Activity
Search the records that follow and extract every line containing the string "derive".

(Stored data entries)

▽

use crate::error::{Result, ServiceError};
use crate::payload::{check_path_expression, check_uri_pattern};
use crate::service::{RuleService, TaskRef};
use async_trait::async_trait;
use mapping_protocol::{
    CandidateKind, CopyRuleRequest, CopyRuleResponse, GenerateRulesRequest, GenericInfo,
    MappingRule, SourcePathInfo, SuggestionRequest, TermInfo, ValidationResult, VocabularyInfo,
    VocabularyInfos, VocabularyMatchResponse,
};
use mapping_tree::{merge_patch, reassign_ids, RuleTree};
use serde::{Deserialize, Serialize};
use serde_json::{json, Value};
use std::collections::{BTreeMap, HashMap};
use std::path::{Path, PathBuf};
use std::sync::atomic::{AtomicUsize, Ordering};
use std::time::Duration;
use tokio::sync::Mutex;

/// Service operations that can be made to fail on purpose.
#[derive(Debug, Clone, Copy, PartialEq, Eq, Hash)]
pub enum Operation {
    FetchTree,
    UpdateRule,
    AppendRule,
    DeleteRule,
    ReorderRules,
    CopyRule,
    VocabularyInfos,
    MatchVocabulary,
    ValueSourcePaths,
    GenerateRules,
}

/// On-disk form of an in-memory task.
#[derive(Debug, Clone, Serialize, Deserialize)]
#[serde(rename_all = "camelCase")]
pub struct Fixture {
    pub project: String,
    pub task: String,
    pub tree: MappingRule,
    #[serde(default)]
    pub vocabularies: Vec<VocabularyInfo>,
    /// `None` means the matcher is not installed.
    #[serde(default, skip_serializing_if = "Option::is_none")]
    pub matches: Option<VocabularyMatchResponse>,
    #[serde(default)]
    pub source_paths: Vec<SourcePathInfo>,
    #[serde(default)]
    pub prefixes: BTreeMap<String, String>,
    #[serde(default)]
    pub example_values: BTreeMap<String, Vec<String>>,
    #[serde(default)]
    pub terms: BTreeMap<String, GenericInfo>,
}

impl Fixture {
    pub fn new(task: TaskRef, tree: MappingRule) -> Self {
        Self {
            project: task.project,
            task: task.task,
            tree,
            vocabularies: Vec::new(),
            matches: None,
            source_paths: Vec::new(),
            prefixes: BTreeMap::new(),
            example_values: BTreeMap::new(),
            terms: BTreeMap::new(),
        }
    }
}

struct MemoryState {
    fixture: Fixture,
    tree: RuleTree,
    next_id: u64,
    failures: HashMap<Operation, usize>,
    fail_targets: Vec<String>,
    foreign: HashMap<TaskRef, RuleTree>,
    copy_requests: Vec<(String, CopyRuleRequest)>,
    suggestion_requests: Vec<SuggestionRequest>,
    calls: Vec<Operation>,
}

impl MemoryState {
    fn fresh_id(&mut self, hint: &str) -> String {
        loop {
            self.next_id += 1;
            let candidate = format!("{hint}{}", self.next_id);
            if !self.tree.contains(&candidate) {
                return candidate;
            }
        }
    }

    fn enter(&mut self, op: Operation) -> Result<()> {
        self.calls.push(op);
        match self.failures.get_mut(&op) {
            Some(remaining) if *remaining > 0 => {
                *remaining -= 1;
                Err(ServiceError::service(
                    500,
                    "Internal Server Error",
                    format!("injected failure of {op:?}"),
                ))
            }
            _ => Ok(()),
        }
    }

    /// Fills in ids of rules (and nested URI rules) that have none.
    fn assign_missing_ids(&mut self, value: &mut Value) {
        let Some(object) = value.as_object_mut() else {
            return;
        };
        let missing = match object.get("id") {
            Some(Value::String(id)) => id.is_empty(),
            _ => true,
        };
        if missing {
            let hint = object
                .get("type")
                .and_then(Value::as_str)
                .unwrap_or("rule")
                .to_string();
            object.insert("id".to_string(), Value::String(self.fresh_id(&hint)));
        }
        if let Some(rules) = object.get_mut("rules").and_then(Value::as_object_mut) {
            if let Some(uri_rule) = rules.get_mut("uriRule").filter(|v| v.is_object()) {
                self.assign_missing_ids(uri_rule);
            }
            if let Some(children) = rules.get_mut("propertyRules").and_then(Value::as_array_mut) {
                for child in children {
                    self.assign_missing_ids(child);
                }
            }
        }
    }
}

△

Task output
#[derive(Debug, Clone, Copy, PartialEq, Eq, Hash)]
#[derive(Debug, Clone, Serialize, Deserialize)]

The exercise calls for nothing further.